Over the past few days, however, other scientists have refuted the claims made by Seager and her team members.

A study, still to be peer-reviewed, by Ignas Stellen and a team from the University of Leiden in the Netherlands, said there is a flaw in how the team handled the data and that this led to “erroneously high high-confidence” signals. Where they did deal with the data correctly, it does not adequately prove detection of phosphine, they said. 

But Seager takes it in her stride and told those at SciFest: “That is how science works. We come with a theory and test it, and then others do their own research, and so we keep exploring.”
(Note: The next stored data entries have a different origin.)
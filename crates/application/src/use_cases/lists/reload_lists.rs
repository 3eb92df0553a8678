use crate::ports::DomainListLoader;
use dnsfilter_domain::{DomainError, FilterLists};
use std::sync::Arc;
use tracing::info;

#[derive(Debug, Clone, Copy, PartialEq, Eq)]
pub struct ListCounts {
    pub whitelisted: usize,
    pub blacklisted: usize,
}

/// Loads both lists from their sources and swaps them in together. Nothing is
/// swapped unless both loads succeed.
pub struct ReloadDomainListsUseCase {
    loader: Arc<dyn DomainListLoader>,
    lists: Arc<FilterLists>,
    whitelist_sources: Vec<String>,
    blacklist_sources: Vec<String>,
}

impl ReloadDomainListsUseCase {
    pub fn new(
        loader: Arc<dyn DomainListLoader>,
        lists: Arc<FilterLists>,
        whitelist_sources: Vec<String>,
        blacklist_sources: Vec<String>,
    ) -> Self {
        Self {
            loader,
            lists,
            whitelist_sources,
            blacklist_sources,
        }
    }

    pub async fn execute(&self) -> Result<ListCounts, DomainError> {
        let whitelist = self.loader.load(&self.whitelist_sources).await?;
        let blacklist = self.loader.load(&self.blacklist_sources).await?;

        let counts = ListCounts {
            whitelisted: whitelist.len(),
            blacklisted: blacklist.len(),
        };

        self.lists.replace_both(whitelist, blacklist);

        info!(
            whitelisted = counts.whitelisted,
            blacklisted = counts.blacklisted,
            "Domain lists replaced"
        );

        Ok(counts)
    }
}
Beyond her identity as one of the world’s top astronomers, Seager is also a devoted mother and passionate about helping others understand astronomy in more accessible terms.

She said: “I grew up in Toronto and we could basically see no stars at all from the city. But then when I was 10, I went on my first camping trip and saw the dark night sky with stars and it blew me away.”

Fast-forward to a woman on the brink of turning 50 who knows more about the galaxy than most other human beings.

In her case, the sky is far from the limit.